The room was silent. The only sound to be heard was the slow, steady dripping from my mother’s IV.
“What do you mean, you’re dying?”
Multiple Sclerosis was, in short, a bitch of a disease. Somewhere along the span of my mother's 35 short years on this planet, her immune system made a giant mistake. For uncertain reasons, her body began to attack nerve cells, severely affecting her brain's processing ability and mobility. The only medication that had ever subdued the symptoms was beginning to kill her.
“It isn’t an immediate thing, Makayla. I still have plenty of time.”
Turning away from my mother, I wiped tears from my eyes. There was no way in hell I was going to let my family see me cry. Absolutely no way. This was a joke. My mom was not going to die.
“Kayla, baby, talk to us. It’s okay.”
With a deep breath, I forced a smile, as I often did, and blinked away all traces of tears from my gray eyes. Turning around to meet my parents’ worried expressions, I simply nodded.
The question came out as more of a statement than a question. The morbid implication of those two short words spoke worlds louder than any words I could muster.
“5 years, at the absolute worst.”
At that, I stood, and left. I ran, and ran, and ran. I ran until my lungs hurt, and then kept running. But no matter where or how fast I went, I knew I could not escape the horrible reality of the matter.
The woman who gave me life was losing hers.
I was always the type of person who knew how to talk my way out of any situation.
And this time, there was absolutely nothing I could do about it.
There’s no sweet-talking death.
And with that, I began to accept her demise, and my defeat.
The first sip burned my esophagus, and I felt the blaze continue to my stomach, where it left a lasting warmth. I coughed a little, as the hazy feeling of drunkenness set in, setting my head spinning and my insides ablaze.

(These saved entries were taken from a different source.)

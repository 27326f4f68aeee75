//! Common types, traits, and error definitions for rust_autonomy
//!
//! This module provides the foundational building blocks used across
//! all estimation and control algorithms in this crate.

pub mod angle;
pub mod error;
pub mod traits;
pub mod types;

pub use angle::*;
pub use error::*;
pub use traits::*;
pub use types::*;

The past two months (52 days, 4 hours, and 30-something seconds) were a continuous downward spiral into a constant intoxicated state. Instead of addressing my feelings in the endless sea of counseling sessions and semi-sympathetic family therapy hours, I isolated myself. When my mother asked how I was, my reply remained the usual, “Doing great, mom.”
I was not, in fact, doing great. The alcohol wrapped itself into me, braided itself within my better sense, and I began to let myself fall apart. The wall I so often hid behind, the wall of perfection, of cool, was crumbling. Short, yet deep cuts lined my thighs, just high enough to be hidden by the hem of my shorts.
My mother had the opportunity to save her own life. Russian research had found a possible cure for the disease that had been plaguing her very existence. 3 weeks of chemotherapy, followed by a few months of intensive care, and she would be normal once again.
My mother denied the treatment.
“Too much money,” she said.
“Too inconvenient,” she said.
Compared to the life of my mother, no amount of money nor convenience mattered.
I was furious.
I was drunk.
My mind swam, speech slurred, fingers trembled.
My phone sat in front of me, propped up on a gray tissue box, which had been halfway expended due to that night’s waterworks. The Coca-Cola can which held my rum/coke concoction was long past empty. I was drunk, and screaming words like ‘sorry’ and ‘doesn’t deserve this’ into a pillow. I knew my mother deserved to live. Compared to me, she was a saint. I felt empty and pathetic. I deserved to die.
I convinced myself that maybe if I did something extreme, she would value her own life more than she did.
I held tightly onto the railing of my house’s only set of stairs, as I attempted to keep my balance. I walked drunkenly to the medicine cabinet, careful not to make noise and wake my parents. I grabbed as many pill bottles as I could carry.
Exactly 41 pills of assorted shapes, sizes, and colors sat in lines on my bed. Small to large, rainbow order. The comfort of organization wasn’t helping this time. I wanted to die.
Before starting my buffet of medication, my phone lit up. One new text.
“I know you were feeling upset earlier, and I just wanted to remind you that you are special. You matter.” I instantly felt even shittier for what I was about to do.
I laid down in bed, beginning to drown in my own tears, and let myself fall asleep.
Neither I nor my mother would be dying tonight.